Statement on John F. Kennedy Drive

de Young Museum in Golden Gate Park

de Young Museum in Golden Gate Park

STATEMENT

The Fine Arts Museums of San Francisco is committed to being a welcoming place that is accessible for everyone. The article published recently in the San Francisco Examiner misrepresented our stance on the proposed road closures in Golden Gate Park. No formal proposal or request of any type has been presented to FAMSF and we have no plans to “block” said proposal when it is put forth.

We absolutely agree that there are too many incidents impacting bikers, pedestrians, and automobiles in Golden Gate Park. Simply put, the current design of traffic flow no longer supports the steady population growth that San Francisco has seen over the past ten years. Our aim is to partner with key stakeholders to identify a holistic solution that addresses these and other safety concerns in the Park. We continue to ask for a forum or process where all parties can come together to have an informed conversation. Some broader needs that should be addressed are:

• An overall reduction in commuter/through traffic within Golden Gate Park.

• More effective traffic calming methods.  

• Dedicated protected lanes for bicycles to transverse the Park that do not intersect with those for automobiles.

• Automobile access for those with disabilities, families with small children, and guests from the broader Bay Area.

• More lighting and presence of Park Rangers for pedestrian safety after dark.

• Increased Muni routes to Golden Gate Park, especially during weekends and holidays.

• Dedicated access to loading docks which are imperative for moving art and overall operations of the de Young.

The negative tone of the article has set a counterproductive forum for resolution.
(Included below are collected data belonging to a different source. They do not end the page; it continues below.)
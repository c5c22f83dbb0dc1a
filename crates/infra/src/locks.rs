//! Per-product critical sections for ledger mutations.

use std::collections::HashMap;
use std::sync::Arc;
use std::time::Duration;

use parking_lot::Mutex;

use stockledger_core::ProductId;

/// Registry of one mutex per product.
///
/// Mutations on the same product serialize; different products never contend
/// beyond the brief registry lookup. A product's entry lives only while some
/// caller holds or waits for its lock, so the map stays as small as the set
/// of products being mutated right now.
#[derive(Debug)]
pub struct ProductLocks {
    locks: Mutex<HashMap<ProductId, Arc<Mutex<()>>>>,
    timeout: Duration,
}

/// A product lock could not be acquired within the configured timeout.
#[derive(Debug, Clone, PartialEq, Eq)]
pub struct LockTimeout {
    pub product_id: ProductId,
    pub waited: Duration,
}

impl ProductLocks {
    pub fn new(timeout: Duration) -> Self {
        Self {
            locks: Mutex::new(HashMap::new()),
            timeout,
        }
    }

    fn handle(&self, product_id: ProductId) -> Arc<Mutex<()>> {
        self.locks.lock().entry(product_id).or_default().clone()
    }

    /// Run `f` while holding the locks of every product in `products`.
    ///
    /// Locks are taken in ascending product order so two callers locking the
    /// same pair can never deadlock. All locks are released when `f` returns.
    pub fn run<T, E>(
        &self,
        products: &[ProductId],
        f: impl FnOnce() -> Result<T, E>,
    ) -> Result<T, E>
    where
        E: From<LockTimeout>,
    {
        let mut ids = products.to_vec();
        ids.sort_unstable();
        ids.dedup();

        let handles: Vec<Arc<Mutex<()>>> = ids.iter().map(|p| self.handle(*p)).collect();
        let mut guards = Vec::with_capacity(handles.len());
        let mut timed_out = None;
        for (product_id, handle) in ids.iter().zip(&handles) {
            match handle.try_lock_for(self.timeout) {
                Some(guard) => guards.push(guard),
                None => {
                    timed_out = Some(LockTimeout {
                        product_id: *product_id,
                        waited: self.timeout,
                    });
                    break;
                }
            }
        }

        let out = match timed_out {
            Some(timeout) => Err(timeout.into()),
            None => f(),
        };
        drop(guards);
        self.release(&ids, handles);
        out
    }

    /// Forget handles nobody else holds. Clones are only made under the map
    /// lock, so a count of one here means no caller can still reach it.
    fn release(&self, ids: &[ProductId], handles: Vec<Arc<Mutex<()>>>) {
        drop(handles);
        let mut locks = self.locks.lock();
        for product_id in ids {
            if locks.get(product_id).is_some_and(|h| Arc::strong_count(h) == 1) {
                locks.remove(product_id);
            }
        }
    }
}
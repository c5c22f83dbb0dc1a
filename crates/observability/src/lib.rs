//! Tracing and logging setup shared by stockledger binaries.

/// Initialize process-wide tracing with the format chosen by
/// `STOCKLEDGER_LOG_FORMAT` (`json`, the default, or `text`).
///
/// This is safe to call multiple times; subsequent calls become no-ops.
pub fn init() {
    tracing::init(tracing::LogFormat::from_env());
}

/// Tracing configuration (filters, formats).
pub mod tracing;
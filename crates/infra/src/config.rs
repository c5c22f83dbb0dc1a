//! Engine configuration loading and representation.

use std::str::FromStr;
use std::time::Duration;

/// Tunables of [`crate::engine::LedgerEngine`].
#[derive(Debug, Clone, PartialEq, Eq)]
pub struct EngineConfig {
    /// Reject movements for products the registry does not know.
    pub strict_products: bool,
    /// Upper bound on waiting for a product's critical section.
    pub lock_timeout: Duration,
    /// Extra attempts after a store-level optimistic conflict.
    pub max_conflict_retries: u32,
}

impl Default for EngineConfig {
    fn default() -> Self {
        Self {
            strict_products: false,
            lock_timeout: Duration::from_secs(5),
            max_conflict_retries: 3,
        }
    }
}

impl EngineConfig {
    pub const STRICT_PRODUCTS: &'static str = "STOCKLEDGER_STRICT_PRODUCTS";
    pub const LOCK_TIMEOUT_MS: &'static str = "STOCKLEDGER_LOCK_TIMEOUT_MS";
    pub const MAX_CONFLICT_RETRIES: &'static str = "STOCKLEDGER_MAX_CONFLICT_RETRIES";

    /// Load from process environment variables, falling back to defaults.
    pub fn from_env() -> Self {
        Self::from_lookup(|key| std::env::var(key).ok())
    }

    /// Load from an arbitrary key lookup; unset keys keep their default and
    /// malformed values are logged and ignored.
    pub fn from_lookup(lookup: impl Fn(&str) -> Option<String>) -> Self {
        let defaults = Self::default();

        let strict_products = lookup(Self::STRICT_PRODUCTS)
            .and_then(|raw| parse_flag(Self::STRICT_PRODUCTS, &raw))
            .unwrap_or(defaults.strict_products);

        let lock_timeout = lookup(Self::LOCK_TIMEOUT_MS)
            .and_then(|raw| parse_or_warn::<u64>(Self::LOCK_TIMEOUT_MS, &raw))
            .map(Duration::from_millis)
            .unwrap_or(defaults.lock_timeout);

        let max_conflict_retries = lookup(Self::MAX_CONFLICT_RETRIES)
            .and_then(|raw| parse_or_warn::<u32>(Self::MAX_CONFLICT_RETRIES, &raw))
            .unwrap_or(defaults.max_conflict_retries);

        Self {
            strict_products,
            lock_timeout,
            max_conflict_retries,
        }
    }
}

fn parse_or_warn<T: FromStr>(key: &str, raw: &str) -> Option<T> {
    match raw.trim().parse() {
        Ok(v) => Some(v),
        Err(_) => {
            tracing::warn!(key, value = raw, "ignoring malformed setting; using default");
            None
        }
    }
}

fn parse_flag(key: &str, raw: &str) -> Option<bool> {
    match raw.trim().to_ascii_lowercase().as_str() {
        "1" | "true" | "yes" | "on" => Some(true),
        "0" | "false" | "no" | "off" => Some(false),
        _ => {
            tracing::warn!(key, value = raw, "ignoring malformed flag; using default");
            None
        }
    }
}
//! Running-balance recomputation over a product's ordered entries.
//!
//! Every function here expects `entries` to hold one product's entries sorted
//! ascending by [`LogicalTime`].

use rust_decimal::Decimal;

use stockledger_core::{DomainError, DomainResult, LedgerEntryId};

use crate::entry::{LedgerEntry, LogicalTime};
use crate::movement::{apply_movement, checked_apply_movement};

/// Index of the first entry sorting strictly after `time`.
///
/// After deleting (or moving away) an entry at `time`, this is where the
/// sweep has to resume.
pub fn position_after(entries: &[LedgerEntry], time: LogicalTime) -> usize {
    entries.partition_point(|e| e.logical_time() <= time)
}

pub fn position_of(entries: &[LedgerEntry], id: LedgerEntryId) -> Option<usize> {
    entries.iter().position(|e| e.id == id)
}

/// Balance carried into `entries[index]`: the previous entry's balance, or zero.
pub fn balance_before(entries: &[LedgerEntry], index: usize) -> Decimal {
    match index.min(entries.len()).checked_sub(1) {
        Some(prev) => entries[prev].balance,
        None => Decimal::ZERO,
    }
}

/// Recompute balances from `entries[start]` to the end, chaining forward from
/// the balance before `start`.
///
/// Returns the entries whose stored balance changed, in logical-time order.
/// Entries already holding the right balance are not returned, so callers
/// write back only what drifted. A balance leaving `Decimal`'s range is an
/// `InvalidMovement` naming the entry; `entries` may be partly rewritten by
/// then and must be discarded.
pub fn sweep_from(entries: &mut [LedgerEntry], start: usize) -> DomainResult<Vec<LedgerEntry>> {
    debug_assert!(
        entries.windows(2).all(|w| w[0].logical_time() < w[1].logical_time()),
        "entries must be sorted by logical time"
    );

    let mut running = balance_before(entries, start);
    let mut rewritten = Vec::new();

    for entry in entries.iter_mut().skip(start) {
        let balance = checked_apply_movement(running, entry.quantity, entry.movement_type)
            .ok_or_else(|| DomainError::invalid_movement(format!("balance overflow at entry {}", entry.id)))?;
        if entry.balance != balance {
            entry.balance = balance;
            rewritten.push(entry.clone());
        }
        running = balance;
    }

    Ok(rewritten)
}

/// Balance after folding every movement from zero, ignoring stored balances.
pub fn fold_balance<'a>(entries: impl IntoIterator<Item = &'a LedgerEntry>) -> Decimal {
    entries
        .into_iter()
        .fold(Decimal::ZERO, |acc, e| apply_movement(acc, e.quantity, e.movement_type))
}

/// Check that every stored balance equals the fold up to and including it.
///
/// Reports the first entry out of step; does not repair anything.
pub fn verify_running_balances(entries: &[LedgerEntry]) -> DomainResult<()> {
    let mut running = Decimal::ZERO;
    for entry in entries {
        running = apply_movement(running, entry.quantity, entry.movement_type);
        if entry.balance != running {
            return Err(DomainError::invariant(format!(
                "entry {} stores balance {} but the running total is {}",
                entry.id, entry.balance, running
            )));
        }
    }
    Ok(())
}
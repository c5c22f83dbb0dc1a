//! Replay commands and the session that executes them.

use std::sync::Arc;

use chrono::{DateTime, Utc};
use serde::Deserialize;
use serde_json::Value;
use thiserror::Error;

use stockledger_core::{LedgerEntryId, ProductId, UnitId};
use stockledger_infra::{
    EngineConfig, HistoryRange, InMemoryLedgerStore, InMemoryProductRegistry, LedgerEngine, LedgerError,
};
use stockledger_ledger::{EntryUpdate, NewLedgerEntry};

/// One input line, tagged by `op`.
#[derive(Debug, Clone, PartialEq, Eq, Deserialize)]
#[serde(tag = "op", rename_all = "snake_case")]
pub enum Command {
    RegisterProduct {
        product_id: ProductId,
        name: String,
    },
    RegisterUnit {
        unit_id: UnitId,
        name: String,
    },
    Append {
        entry: NewLedgerEntry,
    },
    Update {
        id: LedgerEntryId,
        update: EntryUpdate,
    },
    Remove {
        id: LedgerEntryId,
    },
    /// Current balance, or the balance as of `at`.
    Balance {
        product_id: ProductId,
        #[serde(default)]
        at: Option<DateTime<Utc>>,
    },
    History {
        product_id: ProductId,
        #[serde(default)]
        range: HistoryRange,
    },
    Latest {
        product_id: ProductId,
    },
    Verify {
        product_id: ProductId,
    },
    Rebuild {
        product_id: ProductId,
    },
    Statement {
        product_id: ProductId,
        #[serde(default)]
        range: HistoryRange,
    },
}

impl Command {
    pub fn name(&self) -> &'static str {
        match self {
            Command::RegisterProduct { .. } => "register_product",
            Command::RegisterUnit { .. } => "register_unit",
            Command::Append { .. } => "append",
            Command::Update { .. } => "update",
            Command::Remove { .. } => "remove",
            Command::Balance { .. } => "balance",
            Command::History { .. } => "history",
            Command::Latest { .. } => "latest",
            Command::Verify { .. } => "verify",
            Command::Rebuild { .. } => "rebuild",
            Command::Statement { .. } => "statement",
        }
    }
}

#[derive(Debug, Error)]
pub enum ReplayError {
    #[error("invalid command: {0}")]
    InvalidCommand(String),

    #[error(transparent)]
    Ledger(#[from] LedgerError),

    #[error("encoding result: {0}")]
    Encode(#[from] serde_json::Error),
}

/// A fresh in-memory engine plus the catalog it consults.
pub struct Session {
    engine: LedgerEngine<InMemoryLedgerStore>,
    registry: Arc<InMemoryProductRegistry>,
}

impl Session {
    pub fn new(config: EngineConfig) -> Self {
        let registry = Arc::new(InMemoryProductRegistry::new());
        let engine = LedgerEngine::new(InMemoryLedgerStore::new())
            .with_config(config)
            .with_registry(registry.clone());
        Self { engine, registry }
    }

    pub fn engine(&self) -> &LedgerEngine<InMemoryLedgerStore> {
        &self.engine
    }

    pub fn execute(&self, command: Command) -> Result<Value, ReplayError> {
        tracing::debug!(op = command.name(), "executing");

        let value = match command {
            Command::RegisterProduct { product_id, name } => {
                self.registry.register_product(product_id, name);
                Value::Null
            }
            Command::RegisterUnit { unit_id, name } => {
                self.registry.register_unit(unit_id, name);
                Value::Null
            }
            Command::Append { entry } => serde_json::to_value(self.engine.append(entry)?)?,
            Command::Update { id, update } => serde_json::to_value(self.engine.update(id, update)?)?,
            Command::Remove { id } => {
                self.engine.remove(id)?;
                Value::Null
            }
            Command::Balance { product_id, at } => {
                let balance = match at {
                    Some(at) => self.engine.balance_at(product_id, at)?,
                    None => self.engine.current_balance(product_id)?,
                };
                serde_json::to_value(balance)?
            }
            Command::History { product_id, range } => {
                serde_json::to_value(self.engine.history(product_id, range)?)?
            }
            Command::Latest { product_id } => serde_json::to_value(self.engine.latest(product_id)?)?,
            Command::Verify { product_id } => {
                self.engine.verify(product_id)?;
                Value::Bool(true)
            }
            Command::Rebuild { product_id } => Value::from(self.engine.rebuild(product_id)?),
            Command::Statement { product_id, range } => {
                serde_json::to_value(self.engine.statement(product_id, range)?)?
            }
        };

        Ok(value)
    }
}

#[cfg(test)]
mod tests {
    use super::*;
    use serde_json::json;
    use stockledger_ledger::MovementType;

    fn parse(value: Value) -> Command {
        serde_json::from_value(value).unwrap()
    }

    #[test]
    fn parses_append_with_defaults() {
        let command = parse(json!({
            "op": "append",
            "entry": { "product_id": 7, "movement_type": "transfer_in", "quantity": "2.5" }
        }));
        match command {
            Command::Append { entry } => {
                assert_eq!(entry.product_id, ProductId::new(7));
                assert_eq!(entry.movement_type, MovementType::TransferIn);
                assert_eq!(entry.quantity.to_string(), "2.5");
                assert!(entry.note.is_none());
            }
            other => panic!("unexpected {other:?}"),
        }
    }

    #[test]
    fn parses_queries_with_optional_ranges() {
        assert_eq!(
            parse(json!({ "op": "history", "product_id": 1 })),
            Command::History {
                product_id: ProductId::new(1),
                range: HistoryRange::all(),
            }
        );
        assert_eq!(
            parse(json!({ "op": "balance", "product_id": 1 })),
            Command::Balance {
                product_id: ProductId::new(1),
                at: None,
            }
        );
    }

    #[test]
    fn unknown_ops_and_movements_are_rejected() {
        assert!(serde_json::from_value::<Command>(json!({ "op": "teleport" })).is_err());
        assert!(serde_json::from_value::<Command>(json!({
            "op": "append",
            "entry": { "product_id": 1, "movement_type": "shrinkage", "quantity": 1 }
        }))
        .is_err());
    }

    #[test]
    fn session_runs_a_small_ledger() {
        let session = Session::new(EngineConfig::default());
        let appended = session
            .execute(parse(json!({
                "op": "append",
                "entry": { "product_id": 1, "movement_type": "purchase", "quantity": 100 }
            })))
            .unwrap();
        assert_eq!(appended["balance"], json!("100"));

        let id = appended["id"].as_u64().unwrap();
        session.execute(parse(json!({ "op": "remove", "id": id }))).unwrap();
        assert_eq!(
            session.execute(parse(json!({ "op": "balance", "product_id": 1 }))).unwrap(),
            json!("0")
        );
        assert_eq!(
            session.execute(parse(json!({ "op": "latest", "product_id": 1 }))).unwrap(),
            Value::Null
        );
    }

    #[test]
    fn ledger_failures_surface_as_errors() {
        let session = Session::new(EngineConfig::default());
        let err = session.execute(parse(json!({ "op": "remove", "id": 99 }))).unwrap_err();
        assert!(matches!(err, ReplayError::Ledger(LedgerError::NotFound(_))));
        assert_eq!(err.to_string(), "not found: ledger entry 99");
    }
}
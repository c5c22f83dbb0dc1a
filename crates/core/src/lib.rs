//! `stockledger-core`: domain foundation building blocks.
//!
//! This crate contains **pure domain** primitives (no infrastructure concerns).

pub mod error;
pub mod id;
pub mod version;

pub use error::{DomainError, DomainResult};
pub use id::{LedgerEntryId, ProductId, UnitId};
pub use version::ExpectedVersion;
//! Stock ledger domain module.
//!
//! This crate contains the business rules of the stock ledger, implemented
//! purely as deterministic domain logic (no IO, no locking, no storage):
//! movement semantics, the entry record, and the running-balance sweep.

pub mod entry;
pub mod movement;
pub mod sweep;

pub use entry::{EntryUpdate, LedgerEntry, LogicalTime, NewLedgerEntry};
pub use movement::{MovementType, apply_movement, checked_apply_movement};
pub use sweep::{balance_before, fold_balance, position_after, position_of, sweep_from, verify_running_balances};
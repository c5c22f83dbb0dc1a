//! Replays JSON-lines ledger commands against a fresh in-memory engine.
//!
//! Every input line is one [`Command`]; every command yields one output line,
//! `{"ok": <result>}` or `{"error": "<message>"}`. A failed command does not
//! stop the replay. A line that is not JSON at all does.

pub mod command;

pub use command::{Command, ReplayError, Session};

use std::io::{BufRead, Write};

use anyhow::Context;
use serde_json::json;

#[derive(Debug, Default, Clone, Copy, PartialEq, Eq)]
pub struct ReplaySummary {
    pub succeeded: usize,
    pub failed: usize,
}

pub fn replay<R, W>(session: &Session, input: R, mut output: W) -> anyhow::Result<ReplaySummary>
where
    R: BufRead,
    W: Write,
{
    let mut summary = ReplaySummary::default();

    for (index, line) in input.lines().enumerate() {
        let line_no = index + 1;
        let line = line.with_context(|| format!("reading line {line_no}"))?;
        if line.trim().is_empty() {
            continue;
        }

        let value: serde_json::Value =
            serde_json::from_str(&line).with_context(|| format!("line {line_no} is not valid JSON"))?;

        let result = serde_json::from_value::<Command>(value)
            .map_err(|e| ReplayError::InvalidCommand(e.to_string()))
            .and_then(|command| session.execute(command));

        let reply = match result {
            Ok(value) => {
                summary.succeeded += 1;
                json!({ "ok": value })
            }
            Err(err) => {
                summary.failed += 1;
                tracing::warn!(line = line_no, error = %err, "command failed");
                json!({ "error": err.to_string() })
            }
        };

        serde_json::to_writer(&mut output, &reply).context("writing result")?;
        writeln!(output).context("writing result")?;
    }

    output.flush().context("flushing output")?;
    Ok(summary)
}
//! Browser implementations of the core's host seams
//!
//! - [`WebMediaSink`] drives an `HTMLVideoElement`
//! - [`HlsJsFactory`] wraps the page's global `Hls` (hls.js)
//! - [`BrowserCapabilities`] probes the runtime once
//! - [`BrowserSurface`] handles fullscreen, Picture-in-Picture and orientation

use crate::storage::js_message;
use js_sys::{Function, Promise, Reflect};
use lumen_core::{
    AdaptiveSession, Capabilities, CapabilityProbe, EngineFactory, Error, MediaSink,
    PresentationSurface, QualityLevel, QualitySelection, Result, SubtitleTrack, TextTrackMode,
};
use wasm_bindgen::prelude::*;
use wasm_bindgen::JsCast;
use web_sys::{Element, HtmlMediaElement, HtmlTrackElement, HtmlVideoElement};

const HLS_MIME: &str = "application/vnd.apple.mpegurl";

/// Property lookup that never throws
fn get(target: &JsValue, key: &str) -> JsValue {
    Reflect::get(target, &JsValue::from_str(key)).unwrap_or(JsValue::UNDEFINED)
}

/// Call a method by name; missing methods are reported as unsupported
fn call_method(target: &JsValue, name: &'static str) -> std::result::Result<JsValue, JsValue> {
    let method = get(target, name)
        .dyn_into::<Function>()
        .map_err(|_| JsValue::from_str(&format!("{name} is not supported")))?;
    method.call0(target)
}

/// Log a rejected promise instead of leaving it unhandled
fn watch_promise(value: JsValue, what: &'static str) {
    let Ok(promise) = value.dyn_into::<Promise>() else {
        return;
    };
    wasm_bindgen_futures::spawn_local(async move {
        if let Err(err) = wasm_bindgen_futures::JsFuture::from(promise).await {
            tracing::warn!(action = what, error = %js_message(&err), "Browser rejected request");
        }
    });
}

fn document() -> Option<web_sys::Document> {
    web_sys::window().and_then(|w| w.document())
}

// ============================================================================
// Media element
// ============================================================================

/// [`MediaSink`] over a video element
pub struct WebMediaSink {
    video: HtmlVideoElement,
}

impl WebMediaSink {
    pub fn new(video: HtmlVideoElement) -> Self {
        Self { video }
    }

    fn media(&self) -> &HtmlMediaElement {
        &self.video
    }

    fn remove_tracks(&self) {
        let Ok(tracks) = self.video.query_selector_all("track") else {
            return;
        };
        for i in 0..tracks.length() {
            if let Some(node) = tracks.item(i) {
                let _ = self.video.remove_child(&node);
            }
        }
    }
}

impl MediaSink for WebMediaSink {
    fn load_source(&mut self, url: &str) {
        self.media().set_src(url);
    }

    fn clear_source(&mut self) {
        let media = self.media();
        let _ = media.pause();
        let _ = media.remove_attribute("src");
        media.load();
        self.remove_tracks();
    }

    fn play(&mut self) -> Result<()> {
        // Autoplay refusals arrive later through the promise
        let promise = self
            .media()
            .play()
            .map_err(|err| Error::PlaybackRejected(js_message(&err)))?;
        watch_promise(promise.into(), "play");
        Ok(())
    }

    fn pause(&mut self) {
        if let Err(err) = self.media().pause() {
            tracing::warn!(error = %js_message(&err), "pause() threw");
        }
    }

    fn seek(&mut self, position_secs: f64) {
        self.media().set_current_time(position_secs);
    }

    fn set_rate(&mut self, rate: f64) {
        self.media().set_playback_rate(rate);
    }

    fn set_volume(&mut self, volume: f64) {
        self.media().set_volume(volume);
    }

    fn set_muted(&mut self, muted: bool) {
        self.media().set_muted(muted);
    }

    fn current_time(&self) -> f64 {
        self.media().current_time()
    }

    fn duration(&self) -> f64 {
        self.media().duration()
    }

    fn set_text_tracks(&mut self, tracks: &[SubtitleTrack]) {
        self.remove_tracks();
        let Some(document) = document() else {
            return;
        };
        for track in tracks {
            let Ok(element) = document.create_element("track") else {
                continue;
            };
            let Ok(element) = element.dyn_into::<HtmlTrackElement>() else {
                continue;
            };
            element.set_kind("subtitles");
            element.set_src(&track.src);
            element.set_srclang(&track.language);
            element.set_label(&track.label);
            if let Err(err) = self.video.append_child(&element) {
                tracing::warn!(label = %track.label, error = %js_message(&err), "Failed to attach subtitle track");
            }
        }
    }

    fn text_track_count(&self) -> usize {
        self.media()
            .text_tracks()
            .map(|list| list.length() as usize)
            .unwrap_or(0)
    }

    fn set_text_track_mode(&mut self, index: usize, mode: TextTrackMode) {
        let Some(track) = self
            .media()
            .text_tracks()
            .and_then(|list| list.get(index as u32))
        else {
            return;
        };
        track.set_mode(match mode {
            TextTrackMode::Showing => web_sys::TextTrackMode::Showing,
            TextTrackMode::Hidden => web_sys::TextTrackMode::Hidden,
            TextTrackMode::Disabled => web_sys::TextTrackMode::Disabled,
        });
    }
}

// ============================================================================
// hls.js
// ============================================================================

#[wasm_bindgen]
extern "C" {
    /// hls.js instance
    #[wasm_bindgen(js_name = Hls)]
    type Hls;

    #[wasm_bindgen(constructor, catch, js_class = "Hls")]
    fn new() -> std::result::Result<Hls, JsValue>;

    #[wasm_bindgen(static_method_of = Hls, js_class = "Hls", js_name = isSupported, catch)]
    fn is_supported() -> std::result::Result<bool, JsValue>;

    #[wasm_bindgen(method, js_name = loadSource, catch)]
    fn load_source(this: &Hls, url: &str) -> std::result::Result<(), JsValue>;

    #[wasm_bindgen(method, js_name = attachMedia, catch)]
    fn attach_media(this: &Hls, media: &HtmlMediaElement) -> std::result::Result<(), JsValue>;

    #[wasm_bindgen(method)]
    fn destroy(this: &Hls);

    #[wasm_bindgen(method, getter)]
    fn levels(this: &Hls) -> JsValue;

    #[wasm_bindgen(method, setter, js_name = currentLevel)]
    fn set_current_level(this: &Hls, level: i32);
}

/// Is a working hls.js loaded on the page
fn hls_js_available() -> bool {
    let loaded = Reflect::has(&js_sys::global(), &JsValue::from_str("Hls")).unwrap_or(false);
    loaded && Hls::is_supported().unwrap_or(false)
}

/// Creates hls.js sessions bound to one video element
pub struct HlsJsFactory {
    video: HtmlVideoElement,
}

impl HlsJsFactory {
    pub fn new(video: HtmlVideoElement) -> Self {
        Self { video }
    }
}

impl EngineFactory for HlsJsFactory {
    fn create(&self) -> Box<dyn AdaptiveSession> {
        Box::new(HlsJsSession {
            video: self.video.clone(),
            hls: None,
        })
    }
}

struct HlsJsSession {
    video: HtmlVideoElement,
    hls: Option<Hls>,
}

impl AdaptiveSession for HlsJsSession {
    fn load(&mut self, manifest_url: &str) -> Result<()> {
        let engine_error = |err: JsValue| Error::EngineLoad {
            url: manifest_url.to_string(),
            reason: js_message(&err),
        };
        let hls = Hls::new().map_err(engine_error)?;
        hls.load_source(manifest_url).map_err(engine_error)?;
        hls.attach_media(&self.video).map_err(engine_error)?;
        self.hls = Some(hls);
        Ok(())
    }

    fn levels(&self) -> Vec<QualityLevel> {
        let Some(hls) = &self.hls else {
            return Vec::new();
        };
        let Ok(levels) = hls.levels().dyn_into::<js_sys::Array>() else {
            return Vec::new();
        };

        levels
            .iter()
            .enumerate()
            .map(|(index, level)| {
                let height = get(&level, "height").as_f64().map(|h| h as u32).filter(|h| *h > 0);
                let bandwidth = get(&level, "bitrate").as_f64().unwrap_or(0.0) as u64;
                let label = match height {
                    Some(h) => lumen_core::quality_name(h).to_string(),
                    None => format!("{} kbps", bandwidth / 1000),
                };
                QualityLevel {
                    index,
                    label,
                    bandwidth,
                    height,
                }
            })
            .collect()
    }

    fn select_level(&mut self, selection: QualitySelection) {
        if let Some(hls) = &self.hls {
            hls.set_current_level(match selection {
                QualitySelection::Auto => -1,
                QualitySelection::Level(index) => index as i32,
            });
        }
    }

    fn destroy(&mut self) {
        if let Some(hls) = self.hls.take() {
            hls.destroy();
        }
    }
}

// ============================================================================
// Capabilities and presentation
// ============================================================================

/// Runtime feature detection against a video element
pub struct BrowserCapabilities {
    video: HtmlVideoElement,
}

impl BrowserCapabilities {
    pub fn new(video: HtmlVideoElement) -> Self {
        Self { video }
    }
}

impl CapabilityProbe for BrowserCapabilities {
    fn probe(&self) -> Capabilities {
        let document = document();
        let doc_flag = |name: &str| {
            document
                .as_ref()
                .map(|d| get(d, name).as_bool().unwrap_or(false))
                .unwrap_or(false)
        };

        Capabilities {
            adaptive_engine: hls_js_available(),
            native_adaptive: !self.video.can_play_type(HLS_MIME).is_empty(),
            picture_in_picture: doc_flag("pictureInPictureEnabled"),
            fullscreen: doc_flag("fullscreenEnabled"),
        }
    }
}

/// Fullscreen on the player container, Picture-in-Picture on the video
pub struct BrowserSurface {
    container: Element,
    video: HtmlVideoElement,
}

impl BrowserSurface {
    pub fn new(container: Element, video: HtmlVideoElement) -> Self {
        Self { container, video }
    }
}

fn surface_error(capability: &'static str, err: JsValue) -> Error {
    Error::capability(capability, js_message(&err))
}

impl PresentationSurface for BrowserSurface {
    fn is_fullscreen(&self) -> bool {
        document()
            .and_then(|d| d.fullscreen_element())
            .is_some()
    }

    fn request_fullscreen(&mut self) -> Result<()> {
        self.container
            .request_fullscreen()
            .map_err(|err| surface_error("fullscreen", err))
    }

    fn exit_fullscreen(&mut self) -> Result<()> {
        if let Some(document) = document() {
            document.exit_fullscreen();
        }
        Ok(())
    }

    fn lock_landscape(&mut self) -> Result<()> {
        let window = web_sys::window().ok_or_else(|| Error::capability("orientation lock", "no window"))?;
        let orientation = get(&get(&window, "screen"), "orientation");
        let lock = get(&orientation, "lock")
            .dyn_into::<Function>()
            .map_err(|_| Error::capability("orientation lock", "not supported by browser"))?;
        let promise = lock
            .call1(&orientation, &JsValue::from_str("landscape"))
            .map_err(|err| surface_error("orientation lock", err))?;
        watch_promise(promise, "orientation lock");
        Ok(())
    }

    fn is_picture_in_picture(&self) -> bool {
        document()
            .map(|d| {
                let element = get(&d, "pictureInPictureElement");
                !(element.is_null() || element.is_undefined())
            })
            .unwrap_or(false)
    }

    fn request_picture_in_picture(&mut self) -> Result<()> {
        let promise = call_method(&self.video, "requestPictureInPicture")
            .map_err(|err| surface_error("Picture-in-Picture", err))?;
        watch_promise(promise, "Picture-in-Picture");
        Ok(())
    }

    fn exit_picture_in_picture(&mut self) -> Result<()> {
        let Some(document) = document() else {
            return Ok(());
        };
        let promise = call_method(&document, "exitPictureInPicture")
            .map_err(|err| surface_error("Picture-in-Picture", err))?;
        watch_promise(promise, "exit Picture-in-Picture");
        Ok(())
    }
}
We are concerned about simply adding additional short-term, stop-gap solutions that do not properly address the broader underlying issues. We propose a dialogue with all stakeholders including but not limited to: the California Academy of Sciences, the Japanese Tea Garden, the Conservatory of Flowers, the San Francisco Botanical Garden, San Francisco Recreation and Park, and residents of the Richmond and Sunset Districts.

The safety of visitors to Golden Gate Park and related traffic flows should be reconsidered as they are not meeting the needs of all key constituencies. It is evident that a well thought out solution is needed. We would like to lead that conversation.

About the Fine Arts Museums of San Francisco
The Fine Arts Museums of San Francisco, oversee the de Young, located in Golden Gate Park, and the Legion of Honor, in Lincoln Park. It is the largest public arts institution in San Francisco, and one of the most visited arts institutions in the United States.

The de Young originated from the 1894 California Midwinter International Exposition in Golden Gate Park and was established as the Memorial Museum in 1895. It was later renamed in honor of Michael H. de Young, who spearheaded its creation. The present copper-clad landmark building, designed by Herzog & de Meuron, opened in October 2005. It holds the institution’s significant collections of American painting, sculpture, and decorative arts from the 17th to the 21st centuries; art from Africa, Oceania, and the Americas; costume and textile arts; and international modern and contemporary art.

The Legion of Honor was inspired by the French pavilion at San Francisco’s Panama-Pacific International Exposition of 1915 and, like that structure, was modeled after the neoclassical Palais de la Légion d’Honneur, in Paris. The museum, designed by George Applegarth, opened in 1924 on a bluff in Lincoln Park overlooking the Golden Gate Bridge. Its holdings span 4,000 years and include European painting, sculpture, and decorative arts; ancient art from the Mediterranean basin; and the largest collection of works on paper in the American West.